Alle operazioni hanno partecipato anche Carabinieri e Guardia di Finanza, con il supporto delle Polizie Locali, dei Vigili del Fuoco, della Protezione Civile, del personale del 118 e degli operatori della Croce Rossa Italiana.
A Casoria, in provincia di Napoli, è stato rintracciato e arrestato un cittadino serbo ricercato dal 2017 per furto aggravato dalla recidiva.
Nella stessa area 5 stranieri sono stati accompagnati in Questura e uno è stato espulso. Le persone identificate sono state 30.
Con l’intervento del personale dell’Enel, 16 persone sono state denunciate per furto aggravato di energia elettrica. Sono stati inoltre controllati 25 veicoli, 10 dei quali sottoposti a sequestro amministrativo.
Le verifiche hanno interessato anche Bari e Bitonto. Un cittadino straniero è stato accompagnato in Questura per gli accertamenti sulla regolarità della sua presenza nel territorio nazionale.
Nel Barese sono stati identificati 75 cittadini stranieri, 27 dei quali già gravati da precedenti di polizia. Gli agenti hanno eseguito 11 perquisizioni e controllato 19 veicoli.

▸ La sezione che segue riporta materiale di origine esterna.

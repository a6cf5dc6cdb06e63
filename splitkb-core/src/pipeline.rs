//! One polling tick from switch samples to HID reports.

use crate::error::SampleError;
use crate::event::{Event, Micros};
use crate::keycode::Keycode;
use crate::keymap::Keymap;
use crate::output::{HidTransport, Output, Report};
use crate::queue::EventQueue;
use crate::resolver::{Resolver, ResolverState};
use crate::sampler::{Sampler, SwitchBus, Wiring};
use crate::timing::Timing;

/// All pipeline state, owned by the main loop.
pub struct Pipeline {
    sampler: Sampler,
    queue: EventQueue,
    resolver: Resolver,
    output: Output,
    keymap: &'static Keymap,
    sent: Report,
}

impl Pipeline {
    pub fn new(wiring: Wiring, keymap: &'static Keymap, timing: Timing) -> Self {
        Self {
            sampler: Sampler::new(wiring),
            queue: EventQueue::new(),
            resolver: Resolver::new(timing),
            output: Output::new(),
            keymap,
            sent: Report::empty(),
        }
    }

    /// Reset the bus and start from all switches released.
    pub fn init<B: SwitchBus>(&mut self, bus: &mut B) {
        self.sampler.init(bus);
    }

    /// Sample, queue one event per changed switch, resolve what is settled
    /// and send a report whenever the result changes.
    ///
    /// A failed sample queues nothing but still resolves older events: hold
    /// and overlap timers run on `now`, not on successful ticks.
    pub fn tick<B, T>(&mut self, now: Micros, bus: &mut B, transport: &mut T) -> Result<(), SampleError>
    where
        B: SwitchBus,
        T: HidTransport,
    {
        let sampled = self.sampler.step(bus);

        let (mut producer, mut consumer) = self.queue.split();
        if sampled.is_ok() {
            for (pos, pressed) in self.sampler.changes() {
                producer.push_back(Event { pos, pressed, at: now });
            }
        }

        let output = &mut self.output;
        let sent = &mut self.sent;
        self.resolver
            .drain(now, &mut consumer, self.keymap, |_, state| {
                output.project(state);
                if *output.report() != *sent {
                    output.send(transport);
                    *sent = *output.report();
                }
            });

        sampled
    }

    /// Drop every held key and layer bit and tell the host nothing is
    /// pressed.
    pub fn release_all<T: HidTransport>(&mut self, transport: &mut T) {
        self.resolver.reset();
        self.output.release_all();
        self.output.send(transport);
        self.sent = Report::empty();
    }

    /// Inject a single keystroke, then restore the held keys.
    pub fn tap<T, D>(&mut self, key: Keycode, transport: &mut T, delay_ms: D)
    where
        T: HidTransport,
        D: FnMut(u32),
    {
        let length = self.resolver.timing().key_press_length_ms;
        self.output.tap(key, length, transport, delay_ms);
        self.output.project(self.resolver.state());
        if self.output.is_any_key_pressed() {
            self.output.send(transport);
        }
        self.sent = *self.output.report();
    }

    pub fn state(&self) -> &ResolverState {
        self.resolver.state()
    }

    pub fn report(&self) -> &Report {
        self.output.report()
    }

    pub fn sampler(&self) -> &Sampler {
        &self.sampler
    }

    pub fn keymap(&self) -> &'static Keymap {
        self.keymap
    }
}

Questa operazione è avvenuta subito dopo quella di ieri espletata nell’ambito delle iniziative realizzate nella cornice europea e con il coordinamento dell’agenzia Frontex, che ha permesso il rimpatrio con un volo charter diretto a Il Cairo, Egitto, organizzato dall’Italia di molti cittadini stranieri espulsi dal nostro paese.

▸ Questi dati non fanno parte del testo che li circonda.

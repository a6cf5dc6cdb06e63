//! USB HID for AT90USB1286: a keyboard report and a media report on one
//! interrupt endpoint, told apart by report ID.
//!
//! Register-level driver over avr-device; no USB stack.

use avr_device::at90usb1286::Peripherals;
use splitkb_core::{HidTransport, Report};

const REPORT_ID_KEYBOARD: u8 = 1;
const REPORT_ID_MEDIA: u8 = 3;

const EP0_SIZE: u8 = 64; // Control endpoint size
const EP1_SIZE: u8 = 16; // Interrupt IN endpoint, fits the 9-byte keyboard report

/// Keyboard collection (ID 1) with the usual modifier/reserved/LED/6-key
/// layout, then a consumer collection (ID 3) with one bit per media key in
/// `MediaKey` bit order.
const HID_REPORT_DESCRIPTOR: &[u8] = &[
    0x05, 0x01, // Usage Page (Generic Desktop)
    0x09, 0x06, // Usage (Keyboard)
    0xA1, 0x01, // Collection (Application)
    0x85, REPORT_ID_KEYBOARD, // Report ID
    // Modifier keys (8 bits)
    0x05, 0x07, //   Usage Page (Key Codes)
    0x19, 0xE0, //   Usage Minimum (224) - LCtrl
    0x29, 0xE7, //   Usage Maximum (231) - RGui
    0x15, 0x00, //   Logical Minimum (0)
    0x25, 0x01, //   Logical Maximum (1)
    0x75, 0x01, //   Report Size (1)
    0x95, 0x08, //   Report Count (8)
    0x81, 0x02, //   Input (Data, Variable, Absolute)
    // Reserved byte
    0x95, 0x01, //   Report Count (1)
    0x75, 0x08, //   Report Size (8)
    0x81, 0x01, //   Input (Constant)
    // LEDs (5 bits)
    0x95, 0x05, //   Report Count (5)
    0x75, 0x01, //   Report Size (1)
    0x05, 0x08, //   Usage Page (LEDs)
    0x19, 0x01, //   Usage Minimum (1)
    0x29, 0x05, //   Usage Maximum (5)
    0x91, 0x02, //   Output (Data, Variable, Absolute)
    // LED padding (3 bits)
    0x95, 0x01, //   Report Count (1)
    0x75, 0x03, //   Report Size (3)
    0x91, 0x01, //   Output (Constant)
    // Keycodes (6 bytes)
    0x95, 0x06, //   Report Count (6)
    0x75, 0x08, //   Report Size (8)
    0x15, 0x00, //   Logical Minimum (0)
    0x26, 0xFF, 0x00, // Logical Maximum (255)
    0x05, 0x07, //   Usage Page (Key Codes)
    0x19, 0x00, //   Usage Minimum (0)
    0x29, 0xFF, //   Usage Maximum (255)
    0x81, 0x00, //   Input (Data, Array)
    0xC0, // End Collection
    0x05, 0x0C, // Usage Page (Consumer)
    0x09, 0x01, // Usage (Consumer Control)
    0xA1, 0x01, // Collection (Application)
    0x85, REPORT_ID_MEDIA, // Report ID
    0x15, 0x00, //   Logical Minimum (0)
    0x25, 0x01, //   Logical Maximum (1)
    0x75, 0x01, //   Report Size (1)
    0x95, 0x07, //   Report Count (7)
    0x09, 0xB5, //   Usage (Next Track)
    0x09, 0xB6, //   Usage (Previous Track)
    0x09, 0xB7, //   Usage (Stop)
    0x09, 0xCD, //   Usage (Play/Pause)
    0x09, 0xE2, //   Usage (Mute)
    0x09, 0xE9, //   Usage (Volume Up)
    0x09, 0xEA, //   Usage (Volume Down)
    0x81, 0x02, //   Input (Data, Variable, Absolute)
    0x95, 0x01, //   Report Count (1)
    0x81, 0x01, //   Input (Constant)
    0xC0, // End Collection
];

static DEVICE_DESCRIPTOR: [u8; 18] = [
    18,   // bLength
    1,    // bDescriptorType (Device)
    0x00, 0x02, // bcdUSB (2.0)
    0,    // bDeviceClass (defined at interface level)
    0,    // bDeviceSubClass
    0,    // bDeviceProtocol
    EP0_SIZE, // bMaxPacketSize0
    0x35, 0x12, // idVendor (0x1235)
    0x50, 0x00, // idProduct (0x0050)
    0x01, 0x00, // bcdDevice (0.01)
    1,    // iManufacturer
    2,    // iProduct
    0,    // iSerialNumber
    1,    // bNumConfigurations
];

static CONFIG_DESCRIPTOR: [u8; 34] = [
    // Configuration descriptor
    9,    // bLength
    2,    // bDescriptorType (Configuration)
    34, 0, // wTotalLength
    1,    // bNumInterfaces
    1,    // bConfigurationValue
    0,    // iConfiguration
    0x80, // bmAttributes (bus powered)
    50,   // bMaxPower (100mA)
    // Interface descriptor
    9,    // bLength
    4,    // bDescriptorType (Interface)
    0,    // bInterfaceNumber
    0,    // bAlternateSetting
    1,    // bNumEndpoints
    3,    // bInterfaceClass (HID)
    0,    // bInterfaceSubClass (none: report IDs rule out the boot protocol)
    1,    // bInterfaceProtocol (Keyboard)
    0,    // iInterface
    // HID descriptor
    9,    // bLength
    0x21, // bDescriptorType (HID)
    0x11, 0x01, // bcdHID (1.11)
    0,    // bCountryCode
    1,    // bNumDescriptors
    0x22, // bDescriptorType (Report)
    HID_REPORT_DESCRIPTOR.len() as u8, 0, // wDescriptorLength
    // Endpoint descriptor (EP1 IN, interrupt)
    7,    // bLength
    5,    // bDescriptorType (Endpoint)
    0x81, // bEndpointAddress (EP1 IN)
    0x03, // bmAttributes (Interrupt)
    EP1_SIZE, 0, // wMaxPacketSize
    1,    // bInterval (1ms polling)
];

/// String descriptor 0 (language ID)
static STRING_DESC_0: [u8; 4] = [4, 3, 0x09, 0x04]; // English (US)

/// String descriptor 1 (manufacturer): "splitkb"
static STRING_DESC_1: [u8; 16] = [
    16, 3, // bLength, bDescriptorType
    b's', 0, b'p', 0, b'l', 0, b'i', 0, b't', 0, b'k', 0, b'b', 0,
];

/// String descriptor 2 (product): "Keyboard"
static STRING_DESC_2: [u8; 18] = [
    18, 3, // bLength, bDescriptorType
    b'K', 0, b'e', 0, b'y', 0, b'b', 0, b'o', 0, b'a', 0, b'r', 0, b'd', 0,
];

/// USB device state.
pub struct UsbKeyboard<'a> {
    dp: &'a Peripherals,
    configured: bool,
    /// Set by SET_CONFIGURATION, taken by the next [`poll`](Self::poll).
    just_configured: bool,
    last_report: Report,
}

impl<'a> UsbKeyboard<'a> {
    pub const fn new(dp: &'a Peripherals) -> Self {
        Self {
            dp,
            configured: false,
            just_configured: false,
            last_report: Report::empty(),
        }
    }

    /// Initialize the AT90USB1286 USB controller in device mode.
    pub fn init(&mut self) {
        let usb = &self.dp.USB_DEVICE;

        // UIMOD (device mode) | UVREGE (pad regulator)
        usb.uhwcon.write(|w| unsafe { w.bits(0x81) });
        // USBE | FRZCLK while the PLL starts
        usb.usbcon.write(|w| unsafe { w.bits(0xA0) });

        // 16MHz crystal: PLLP = 0b101, PLLE
        self.dp.PLL.pllcsr.write(|w| unsafe { w.bits(0x16) });
        while self.dp.PLL.pllcsr.read().plock().bit_is_clear() {}

        // USBE | OTGPADE, clock unfrozen
        usb.usbcon.write(|w| unsafe { w.bits(0x90) });

        // Attach to bus (clear DETACH)
        usb.udcon.modify(|_, w| w.detach().clear_bit());

        // Enable End-Of-Reset interrupt
        usb.udien.write(|w| w.eorste().set_bit());

        self.configured = false;
    }

    /// Handle bus reset and control requests. Call this from the main
    /// loop. Returns true once after the host (re)configured the device.
    pub fn poll(&mut self) -> bool {
        let usb = &self.dp.USB_DEVICE;

        if usb.udint.read().eorsti().bit_is_set() {
            usb.udint.modify(|_, w| w.eorsti().clear_bit());
            self.configure_ep0();
            self.configured = false;
        }

        self.select_endpoint(0);
        if usb.ueintx.read().rxstpi().bit_is_set() {
            self.handle_setup();
        }

        core::mem::take(&mut self.just_configured)
    }

    /// Write one report to EP1. Gives up when the host does not drain the
    /// endpoint.
    fn write_in(&self, id: u8, payload: &[u8]) {
        let usb = &self.dp.USB_DEVICE;
        self.select_endpoint(1);

        // Wait for endpoint ready (RWAL set means we can write)
        let mut timeout: u16 = 0xFFFF;
        while usb.ueintx.read().rwal().bit_is_clear() {
            timeout -= 1;
            if timeout == 0 {
                return;
            }
        }

        usb.uedatx.write(|w| w.bits(id));
        for &byte in payload {
            usb.uedatx.write(|w| w.bits(byte));
        }

        // Clear FIFOCON and TXINI to send
        usb.ueintx
            .modify(|_, w| w.fifocon().clear_bit().txini().clear_bit());
    }

    fn configure_ep0(&self) {
        let usb = &self.dp.USB_DEVICE;

        self.select_endpoint(0);
        // Enable EP0 as control endpoint, 64 bytes
        usb.ueconx.write(|w| w.epen().set_bit());
        usb.uecfg0x.write(|w| w.eptype().bits(0b00));
        usb.uecfg1x.write(|w| w.epsize().bits(0b011).alloc().set_bit());
    }

    fn configure_ep1(&self) {
        let usb = &self.dp.USB_DEVICE;

        self.select_endpoint(1);
        usb.ueconx.write(|w| w.epen().set_bit());
        // Interrupt IN endpoint, 16 bytes
        usb.uecfg0x
            .write(|w| w.eptype().bits(0b11).epdir().set_bit());
        usb.uecfg1x.write(|w| w.epsize().bits(0b001).alloc().set_bit());
    }

    fn select_endpoint(&self, ep: u8) {
        self.dp.USB_DEVICE.uenum.write(|w| w.bits(ep & 0x07));
    }

    fn handle_setup(&mut self) {
        let usb = &self.dp.USB_DEVICE;

        // Read 8-byte SETUP packet
        let bm_request_type = usb.uedatx.read().bits();
        let b_request = usb.uedatx.read().bits();
        let w_value_l = usb.uedatx.read().bits();
        let w_value_h = usb.uedatx.read().bits();
        let _w_index_l = usb.uedatx.read().bits();
        let _w_index_h = usb.uedatx.read().bits();
        let w_length_l = usb.uedatx.read().bits();
        let w_length_h = usb.uedatx.read().bits();

        // Acknowledge SETUP
        usb.ueintx.modify(|_, w| w.rxstpi().clear_bit());

        let w_length = (w_length_h as u16) << 8 | w_length_l as u16;

        match (bm_request_type, b_request) {
            // GET_DESCRIPTOR
            (0x80, 0x06) => match (w_value_h, w_value_l) {
                (1, _) => self.send_descriptor(&DEVICE_DESCRIPTOR, w_length),
                (2, _) => self.send_descriptor(&CONFIG_DESCRIPTOR, w_length),
                (3, 0) => self.send_descriptor(&STRING_DESC_0, w_length),
                (3, 1) => self.send_descriptor(&STRING_DESC_1, w_length),
                (3, 2) => self.send_descriptor(&STRING_DESC_2, w_length),
                _ => self.stall(),
            },

            // SET_ADDRESS
            (0x00, 0x05) => {
                // Send ZLP first, then set address
                usb.ueintx.modify(|_, w| w.txini().clear_bit());
                while usb.ueintx.read().txini().bit_is_clear() {}
                usb.udaddr
                    .write(|w| w.uadd().bits(w_value_l & 0x7F).adden().set_bit());
            }

            // SET_CONFIGURATION
            (0x00, 0x09) => {
                usb.ueintx.modify(|_, w| w.txini().clear_bit());
                self.configure_ep1();
                self.configured = true;
                self.just_configured = true;
                self.last_report = Report::empty();
            }

            // GET_CONFIGURATION
            (0x80, 0x08) => {
                while usb.ueintx.read().txini().bit_is_clear() {}
                usb.uedatx.write(|w| w.bits(self.configured as u8));
                usb.ueintx.modify(|_, w| w.txini().clear_bit());
            }

            // HID GET_DESCRIPTOR (interface-level)
            (0x81, 0x06) if w_value_h == 0x22 => {
                self.send_descriptor(HID_REPORT_DESCRIPTOR, w_length)
            }

            // HID SET_IDLE, SET_PROTOCOL: acknowledge with a ZLP
            (0x21, 0x0A) | (0x21, 0x0B) => {
                usb.ueintx.modify(|_, w| w.txini().clear_bit());
            }

            _ => self.stall(),
        }
    }

    fn send_descriptor(&self, desc: &[u8], max_length: u16) {
        let usb = &self.dp.USB_DEVICE;
        let len = core::cmp::min(desc.len(), max_length as usize);
        let mut sent = 0;

        while sent < len {
            while usb.ueintx.read().txini().bit_is_clear() {}

            let chunk_end = core::cmp::min(sent + EP0_SIZE as usize, len);
            for &byte in &desc[sent..chunk_end] {
                usb.uedatx.write(|w| w.bits(byte));
            }

            usb.ueintx.modify(|_, w| w.txini().clear_bit());
            sent = chunk_end;
        }

        // Wait for status stage (host sends ZLP)
        while usb.ueintx.read().rxouti().bit_is_clear() {}
        usb.ueintx.modify(|_, w| w.rxouti().clear_bit());
    }

    fn stall(&self) {
        self.dp.USB_DEVICE.ueconx.modify(|_, w| w.stallrq().set_bit());
    }
}

impl HidTransport for UsbKeyboard<'_> {
    /// Send whichever of the two reports changed since the last send.
    fn send(&mut self, report: &Report) {
        if !self.configured {
            return;
        }
        if report.keyboard_bytes() != self.last_report.keyboard_bytes() {
            self.write_in(REPORT_ID_KEYBOARD, &report.keyboard_bytes());
        }
        if report.media != self.last_report.media {
            self.write_in(REPORT_ID_MEDIA, &[report.media]);
        }
        self.last_report = *report;
    }
}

A bordo del charter erano presenti 23 persone di nazionalità egiziana, il volo è partito dallo scalo aereo di Malpensa, dove ne sono stati imbarcati 19, di cui 17 trattenuti al Cpr (Centro di permanenza per i rimpatri) di Milano Corelli e 2 espulsi dalla questura di Lodi.
In seguito, il velivolo ha fatto scalo all’aeroporto di Roma-Fiumicino per consentire l’imbarco dei restanti stranieri provenienti dai Cpr di Bari-Palese, Trapani-Milo e Pian del Lago-Caltanissetta. Gli espulsi erano scortati da personale specializzato.
Gli stranieri rimpatriati hanno pregiudizi di polizia e precedenti penali per reati contro la persona ed il patrimonio. Uno in particolare è stato condannato dal Tribunale di Milano alla pena di 5 anni di reclusione per il tentato omicidio di un altro straniero extracomunitario.
L’operazione è stata resa possibile anche grazie all’ottima collaborazione con la Repubblica Araba d’Egitto, in base a un accordo di collaborazione in materia migratoria, che prevede la riammissione, con la possibilità di utilizzare voli charter, per eseguire il rimpatrio dei cittadini egiziani giunti illegalmente in Italia.
L’Accordo prevede che le procedure per stabilire l’identità delle persone di cui si richiede la riammissione possano essere svolte sul territorio egiziano.
Nel 2026 con quella di oggi, le operazioni di rimpatrio a mezzo charter, organizzate dall’Italia verso l’Egitto sono state 14 e hanno consentito l’allontanamento complessivamente di 340 persone.
Nel 2025 sono state portate a termine 18 operazioni a mezzo charter che hanno consentito il rimpatrio totale di 454 cittadini egiziani.